Wie der IW-Bericht offenlegt, ist nur ein kleiner Teil der Firmen auf ernsthafte Notlagen eingestellt: Lediglich 3 Prozent verfügen über Pläne für Materialknappheit, und nur 4 Prozent sind auf großflächige Personalausfälle vorbereitet. Noch weniger – unter 5 Prozent – halten Reservelieferverträge vor, um in Krisenzeiten kritische Güter zu sichern.
Im Bereich Cybersicherheit schneiden die Unternehmen am besten ab: 86 Prozent geben an, wirksame Schutzmaßnahmen gegen digitale Bedrohungen zu haben. Viele haben zudem Vorkehrungen gegen Desinformation, Sabotage und Spionage getroffen. Doch bei der allgemeinen betrieblichen Resilienz gibt es weiterhin Defizite. Einige Großunternehmen haben bereits Schritte unternommen, um ihre Krisenfestigkeit zu stärken. Die Deutsche Bahn AG etwa hat ein eigenes Team für Unternehmenssicherheit und Krisenmanagement aufgebaut, das sich mit Personalengpässen und Materialstörungen befasst. Die MEG Jessen GmbH (Teil der Schwarz Gruppe, zu der Lidl und Kaufland gehören) sichert ihre Betriebsabläufe durch Schichtplanung, Hygienekontrollen und Resilienztrainings ab.

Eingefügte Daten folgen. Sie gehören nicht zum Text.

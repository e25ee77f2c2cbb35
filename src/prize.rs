// 6.0: prize calculator. turns the frozen final leaderboard plus the pots into
// per-rank payouts. reads persisted inputs only, so it can be re-run at any time
// and produce the same answer.
//
// rounding policy (one policy for every split): each share is floored to
// `scale` decimal places and whatever is left over goes to the best-placed
// recipient of that pot. the pot is always paid out exactly.

use crate::leaderboard::LeaderboardEntry;
use crate::types::{Amount, Bps, Currency, WalletId};
use rust_decimal::Decimal;
use serde::{Deserialize, Serialize};

/// Primary-pool split by rank. shares[0] is rank 1.
#[derive(Debug, Clone, PartialEq, Eq, Serialize, Deserialize)]
pub struct PrizeCurve {
    pub shares: Vec<Bps>,
}

impl Default for PrizeCurve {
    fn default() -> Self {
        Self {
            shares: vec![Bps::new(5_000), Bps::new(3_000), Bps::new(2_000)],
        }
    }
}

impl PrizeCurve {
    pub fn new(shares: Vec<Bps>) -> Result<Self, PrizeError> {
        let curve = Self { shares };
        curve.validate()?;
        Ok(curve)
    }

    pub fn winner_take_all() -> Self {
        Self {
            shares: vec![Bps::FULL],
        }
    }

    pub fn validate(&self) -> Result<(), PrizeError> {
        if self.shares.is_empty() {
            return Err(PrizeError::InvalidCurve("curve has no ranks".to_string()));
        }
        if self.shares.iter().any(|s| s.value() == 0) {
            return Err(PrizeError::InvalidCurve("zero share in curve".to_string()));
        }
        let total: u32 = self.shares.iter().map(|s| s.value()).sum();
        if total != Bps::FULL.value() {
            return Err(PrizeError::InvalidCurve(format!("shares sum to {total} bps, expected 10000")));
        }
        Ok(())
    }

    pub fn paid_ranks(&self) -> usize {
        self.shares.len()
    }
}

#[derive(Debug, Clone, PartialEq, Eq, Serialize, Deserialize)]
pub struct PrizeAward {
    pub rank: u32,
    pub wallet: WalletId,
    pub primary_prize: Amount,
    pub bonus_prize: Amount,
}

impl PrizeAward {
    pub fn is_payable(&self) -> bool {
        self.primary_prize.is_positive() || self.bonus_prize.is_positive()
    }
}

// splits `pot` by integer weights, flooring each share; remainder to index 0
fn split_by_weights(pot: Amount, weights: &[Decimal], scale: u32) -> Vec<Amount> {
    let total: Decimal = weights.iter().copied().sum();
    if weights.is_empty() || total.is_zero() {
        return Vec::new();
    }
    let mut shares: Vec<Amount> = weights
        .iter()
        .map(|w| Amount::new(pot.value() * *w / total).floor_to(scale))
        .collect();
    let paid: Amount = shares.iter().sum();
    shares[0] = shares[0].add(pot.sub(paid));
    shares
}

// 6.1: primary pool over the curve ranks. curve ranks with nobody in them roll into rank 1.
fn primary_split(board_len: usize, pool: Amount, curve: &PrizeCurve, scale: u32) -> Vec<Amount> {
    let ranks = board_len.min(curve.paid_ranks());
    if ranks == 0 {
        return Vec::new();
    }
    // weights over the full curve so absent ranks' shares land in the remainder
    let weights: Vec<Decimal> = curve.shares.iter().map(|s| Decimal::from(s.value())).collect();
    let mut shares = split_by_weights(pool, &weights, scale);
    let unfilled: Amount = shares[ranks..].iter().sum();
    shares.truncate(ranks);
    shares[0] = shares[0].add(unfilled);
    shares
}

// 6.2: bonus jackpot among bonus entrants, linear rank weights (best of n gets n, worst gets 1)
fn bonus_split(bonus_entrants: usize, jackpot: Amount, scale: u32) -> Vec<Amount> {
    let weights: Vec<Decimal> = (0..bonus_entrants)
        .map(|i| Decimal::from((bonus_entrants - i) as u64))
        .collect();
    split_by_weights(jackpot, &weights, scale)
}

/// Per-rank payouts for a final leaderboard. Only payable ranks are returned,
/// in rank order.
pub fn compute_prizes(
    board: &[LeaderboardEntry],
    prize_pool: Amount,
    bonus_jackpot: Amount,
    curve: &PrizeCurve,
    scale: u32,
) -> Vec<PrizeAward> {
    let mut ordered: Vec<&LeaderboardEntry> = board.iter().collect();
    ordered.sort_by_key(|e| e.rank);

    let primary = primary_split(ordered.len(), prize_pool, curve, scale);

    let bonus_ranks: Vec<u32> = ordered
        .iter()
        .filter(|e| e.entry_currency == Currency::Bonus)
        .map(|e| e.rank)
        .collect();
    let bonus = bonus_split(bonus_ranks.len(), bonus_jackpot, scale);

    ordered
        .iter()
        .enumerate()
        .map(|(i, entry)| {
            let primary_prize = primary.get(i).copied().unwrap_or_else(Amount::zero);
            let bonus_prize = bonus_ranks
                .iter()
                .position(|r| *r == entry.rank)
                .and_then(|j| bonus.get(j).copied())
                .unwrap_or_else(Amount::zero);
            PrizeAward {
                rank: entry.rank,
                wallet: entry.wallet.clone(),
                primary_prize,
                bonus_prize,
            }
        })
        .filter(PrizeAward::is_payable)
        .collect()
}

#[derive(Debug, Clone, PartialEq, Eq, thiserror::Error)]
pub enum PrizeError {
    #[error("Invalid prize curve: {0}")]
    InvalidCurve(String),
}
// 4.0: position ledger. holdings = fold over the trade log in replay order.
// nothing here is stored; every call re-derives from the trades it is given,
// so two replays of the same log always agree.

use crate::trade::Trade;
use crate::types::{Amount, Price, TokenAddress, TradeId};
use rust_decimal::Decimal;
use serde::{Deserialize, Serialize};
use std::collections::BTreeMap;

/// Derived view of one token holding.
#[derive(Debug, Clone, PartialEq, Eq, Serialize, Deserialize)]
pub struct Holding {
    pub token: TokenAddress,
    pub quantity: Decimal,
    /// Price of the most recent trade in this token. Valuation falls back to it
    /// when no quote is cached.
    pub last_trade_price: Price,
    /// Average cost of the units still held.
    pub average_cost: Decimal,
}

fn replay_order(trades: &[Trade]) -> Vec<&Trade> {
    let mut ordered: Vec<&Trade> = trades.iter().collect();
    ordered.sort_by_key(|t| t.replay_key());
    ordered
}

// 4.1: net quantity of one token. a negative running total means a sell was
// recorded without the units to back it: that is a defect, never clamped.
pub fn compute_position(trades: &[Trade], token: &TokenAddress) -> Result<Decimal, LedgerError> {
    let mut quantity = Decimal::ZERO;
    for trade in replay_order(trades).into_iter().filter(|t| &t.token == token) {
        quantity = quantity
            .checked_add(trade.signed_quantity())
            .ok_or_else(|| LedgerError::Overflow {
                token: token.clone(),
                trade_id: trade.id,
            })?;
        if quantity < Decimal::ZERO {
            return Err(LedgerError::NegativePosition {
                token: token.clone(),
                quantity,
                trade_id: trade.id,
            });
        }
    }
    Ok(quantity)
}

// 4.2: every strictly positive holding, keyed by token (BTreeMap so iteration order is stable)
pub fn compute_all_positions(trades: &[Trade]) -> Result<BTreeMap<TokenAddress, Decimal>, LedgerError> {
    Ok(compute_holdings(trades)?
        .into_iter()
        .map(|(token, holding)| (token, holding.quantity))
        .collect())
}

// 4.3: full holdings with average cost and last trade price
pub fn compute_holdings(trades: &[Trade]) -> Result<BTreeMap<TokenAddress, Holding>, LedgerError> {
    let mut book: BTreeMap<TokenAddress, Holding> = BTreeMap::new();

    for trade in replay_order(trades) {
        let holding = book.entry(trade.token.clone()).or_insert_with(|| Holding {
            token: trade.token.clone(),
            quantity: Decimal::ZERO,
            last_trade_price: trade.price,
            average_cost: Decimal::ZERO,
        });

        let overflow = || LedgerError::Overflow {
            token: trade.token.clone(),
            trade_id: trade.id,
        };
        let new_quantity = holding
            .quantity
            .checked_add(trade.signed_quantity())
            .ok_or_else(overflow)?;
        if new_quantity < Decimal::ZERO {
            return Err(LedgerError::NegativePosition {
                token: trade.token.clone(),
                quantity: new_quantity,
                trade_id: trade.id,
            });
        }

        if trade.side.sign() > Decimal::ZERO {
            // weighted average over the units now held
            holding.average_cost = holding
                .quantity
                .checked_mul(holding.average_cost)
                .and_then(|held| held.checked_add(trade.total_value.value()))
                .and_then(|cost| cost.checked_div(new_quantity))
                .ok_or_else(overflow)?;
        } else if new_quantity.is_zero() {
            holding.average_cost = Decimal::ZERO;
        }

        holding.quantity = new_quantity;
        holding.last_trade_price = trade.price;
    }

    book.retain(|_, h| h.quantity > Decimal::ZERO);
    Ok(book)
}

// 4.4: cash implied by the log: starting - sum(buys) + sum(sells)
pub fn derive_cash(starting_balance: Amount, trades: &[Trade]) -> Result<Amount, LedgerError> {
    let mut cash = starting_balance.value();
    for trade in replay_order(trades) {
        cash = cash.checked_add(trade.cash_delta()).ok_or(LedgerError::Overflow {
            token: trade.token.clone(),
            trade_id: trade.id,
        })?;
        if cash < Decimal::ZERO {
            return Err(LedgerError::NegativeCash {
                balance: Amount::new(cash),
                trade_id: trade.id,
            });
        }
    }
    Ok(Amount::new(cash))
}

#[derive(Debug, Clone, PartialEq, Eq, thiserror::Error)]
pub enum LedgerError {
    #[error("Position in {token} went negative ({quantity}) at trade {trade_id:?}")]
    NegativePosition {
        token: TokenAddress,
        quantity: Decimal,
        trade_id: TradeId,
    },

    #[error("Cash went negative ({balance}) at trade {trade_id:?}")]
    NegativeCash { balance: Amount, trade_id: TradeId },

    #[error("Fold over {token} left Decimal range at trade {trade_id:?}")]
    Overflow { token: TokenAddress, trade_id: TradeId },
}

Insgesamt können 24 Prozent der Betriebe Infrastrukturengpässe bewältigen, weitere 17 Prozent planen die Einführung ähnlicher Maßnahmen. Das IW betont, dass wirtschaftliche Stabilität für die nationale Verteidigung entscheidend ist – insbesondere zur Unterstützung der östlichen NATO-Flanke. Ein starker Konjunktureinbruch könnte die öffentliche Rückendeckung für Verteidigungsanstrengungen schwächen, während mangelnde Vorbereitung die Produktion von Militärgütern, die Mobilisierung der Arbeitskräfte und die Sicherheit der Lieferketten gefährden könnte.
Die Studie kommt zu dem Schluss, dass die deutsche Wirtschaft auf eine großflächige Krise noch nicht ausreichend vorbereitet ist. Ohne eine stärkere Einbindung der Unternehmen in die Verteidigungsplanung bestehen weiterhin Risiken für die Versorgungssicherheit und die militärische Unterstützung. Das IW fordert eine systematische Abstimmung zwischen Wirtschaft und Politik, um diese Lücken zu schließen.